→ What is being asked
Write out, word for word, only the lines from the one containing "use super::*;" through the final line of the data.

[Opening Provided entries section]

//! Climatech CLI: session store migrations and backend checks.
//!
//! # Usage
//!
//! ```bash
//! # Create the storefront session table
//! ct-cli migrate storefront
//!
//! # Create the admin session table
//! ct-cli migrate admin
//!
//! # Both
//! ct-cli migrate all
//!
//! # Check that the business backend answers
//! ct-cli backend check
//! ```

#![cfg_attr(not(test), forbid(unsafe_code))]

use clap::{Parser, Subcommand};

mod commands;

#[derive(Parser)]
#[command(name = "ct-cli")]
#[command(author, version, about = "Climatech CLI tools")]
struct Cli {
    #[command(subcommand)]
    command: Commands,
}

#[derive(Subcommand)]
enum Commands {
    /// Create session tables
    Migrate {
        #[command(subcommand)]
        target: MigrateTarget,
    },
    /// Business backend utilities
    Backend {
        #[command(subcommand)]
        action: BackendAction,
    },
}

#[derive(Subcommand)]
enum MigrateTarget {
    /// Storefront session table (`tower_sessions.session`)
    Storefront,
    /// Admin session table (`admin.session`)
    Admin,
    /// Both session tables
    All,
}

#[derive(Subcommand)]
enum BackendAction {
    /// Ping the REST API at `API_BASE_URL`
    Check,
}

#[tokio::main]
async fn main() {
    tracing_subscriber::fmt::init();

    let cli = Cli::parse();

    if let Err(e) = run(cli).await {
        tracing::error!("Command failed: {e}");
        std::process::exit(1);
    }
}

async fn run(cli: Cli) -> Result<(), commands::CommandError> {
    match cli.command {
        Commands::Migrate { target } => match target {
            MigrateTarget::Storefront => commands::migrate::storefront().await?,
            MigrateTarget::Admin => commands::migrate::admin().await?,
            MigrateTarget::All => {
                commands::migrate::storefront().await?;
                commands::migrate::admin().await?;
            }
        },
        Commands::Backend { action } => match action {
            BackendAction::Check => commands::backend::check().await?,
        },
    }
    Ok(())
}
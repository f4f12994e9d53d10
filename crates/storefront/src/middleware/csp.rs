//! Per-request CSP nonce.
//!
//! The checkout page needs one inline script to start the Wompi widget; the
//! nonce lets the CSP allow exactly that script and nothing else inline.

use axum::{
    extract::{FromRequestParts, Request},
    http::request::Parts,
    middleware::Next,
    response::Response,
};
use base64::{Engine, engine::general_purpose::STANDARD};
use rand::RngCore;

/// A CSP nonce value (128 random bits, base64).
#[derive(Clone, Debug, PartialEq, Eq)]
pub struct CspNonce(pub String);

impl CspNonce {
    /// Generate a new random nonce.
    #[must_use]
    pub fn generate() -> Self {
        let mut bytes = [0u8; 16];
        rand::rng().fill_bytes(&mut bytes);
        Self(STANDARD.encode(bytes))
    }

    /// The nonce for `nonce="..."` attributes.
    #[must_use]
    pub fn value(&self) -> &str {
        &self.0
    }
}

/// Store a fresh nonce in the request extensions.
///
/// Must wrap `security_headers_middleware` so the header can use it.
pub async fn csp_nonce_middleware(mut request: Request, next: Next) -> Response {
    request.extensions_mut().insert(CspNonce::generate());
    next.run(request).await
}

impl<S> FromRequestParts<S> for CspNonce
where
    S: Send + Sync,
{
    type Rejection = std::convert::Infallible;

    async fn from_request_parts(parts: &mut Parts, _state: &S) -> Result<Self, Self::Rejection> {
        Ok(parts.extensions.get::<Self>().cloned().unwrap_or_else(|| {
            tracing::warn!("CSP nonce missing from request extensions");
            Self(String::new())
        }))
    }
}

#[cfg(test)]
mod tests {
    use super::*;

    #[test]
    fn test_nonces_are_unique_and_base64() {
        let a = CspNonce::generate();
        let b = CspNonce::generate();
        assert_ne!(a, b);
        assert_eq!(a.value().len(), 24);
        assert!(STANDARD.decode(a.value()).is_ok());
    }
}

[Closing Provided entries section]

→ Task solution
    use super::*;

    #[test]
    fn test_nonces_are_unique_and_base64() {
        let a = CspNonce::generate();
        let b = CspNonce::generate();
        assert_ne!(a, b);
        assert_eq!(a.value().len(), 24);
        assert!(STANDARD.decode(a.value()).is_ok());
    }
}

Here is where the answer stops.